Re: Visionary things about smalltalk, JS ...
- From: "Michael Haufe (\"TNO\")" <tno@xxxxxxxxxxxxxxxxxxx>
- Date: Tue, 24 Nov 2009 12:58:37 -0800 (PST)
On Nov 24, 12:21 pm, Guido Stepken <gstep...@xxxxxxxxxxxxxx> wrote:
Please have a look at this GUI first, enjoy!
http://www.ommwriter.com/
Someone typing at 5 words a minute is hardly something people would
want to endure reading.
Isn't that pure beauty? Can u imagine to have such a IDE, yes, even
(database) application?
Advanced developers prefer using keyboard shortcuts whenever possible,
not searching through menus and buttons.
Personally I think an artistic IDE is irrelevant.
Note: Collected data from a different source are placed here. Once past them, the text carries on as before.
mod config;
mod error;
mod exif_reader;
mod metadata;
mod naming;
mod planner;
mod reader;
mod renamer;
mod resolver;
#[cfg(test)]
mod testing;

pub use config::{
    app_paths, load_config, load_config_from, save_config, save_config_to, validate_separator,
    AppConfig, AppPaths, DEFAULT_MIN_WIDTH, DEFAULT_SEPARATOR,
};
pub use error::{ExtractionError, SortError};
pub use exif_reader::{ExifExtractor, TimestampExtractor};
pub use metadata::PhotoEntry;
pub use naming::{create_prefix, prefixed_name, strip_prefix};
pub use planner::{plan_order, run, OrderPlan, RunOptions, RunOutcome};
pub use reader::{is_supported_image, list_photos, read_entries, DirectoryListing};
pub use renamer::{
    apply_prefixes, order_rows, revert_prefixes, write_order_table, Mode, OrderRow,
    RenameOperation, RunReport,
};
pub use resolver::{prefix_width, resolve_order, Direction, MissingMetadataPolicy};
Then look at your old fashioned IDE. Overloaded with little symbols,
functionality. For a professional programmer, ok, functionality is
speed. For a beginner, it's horror.
Not sure what IDE's you're comparing this to.
How can you gain market shares in future? Win back old customers, extend
your business?
Not by changing my IDE, that's for sure.
Apple shows, how important "beauty" of GUI's (without having to miss
functionality) really is. Have a look at iWorks. Same concept like
ommwriter.
Of course, Microsoft products are far from beautiful, and often times
barely functional, yet they have
dominant market share with many products, so that begs the question on
the value of beauty as a primary attribute.
It's the beauty of simplicity that rises acceptance enormously. I am
stressed by these overloaded IDE's GUI's. Not really helpful to find
into the mental model behind a programming language, the concept of IDE.
So...you rely on an IDE to use a language? I think you have two
problems then.
I promise, that nobody in very soon future is willing to use that old
fashioned GUI stuff any longer.
People still use notepad to develop many languages regardless of the
existence of a variety of IDEs
Therein lies a big chance to gain new market shares. Did you notice,
that "usability companies" are exploding around the globe?
No.
The first company, that will be able to offer such a "innovative" GUI,
will win the race.
Doubt it. There is such a thing as a migration cost, and a mental
model of what an IDE should be like.
Also there is company policy to contend with.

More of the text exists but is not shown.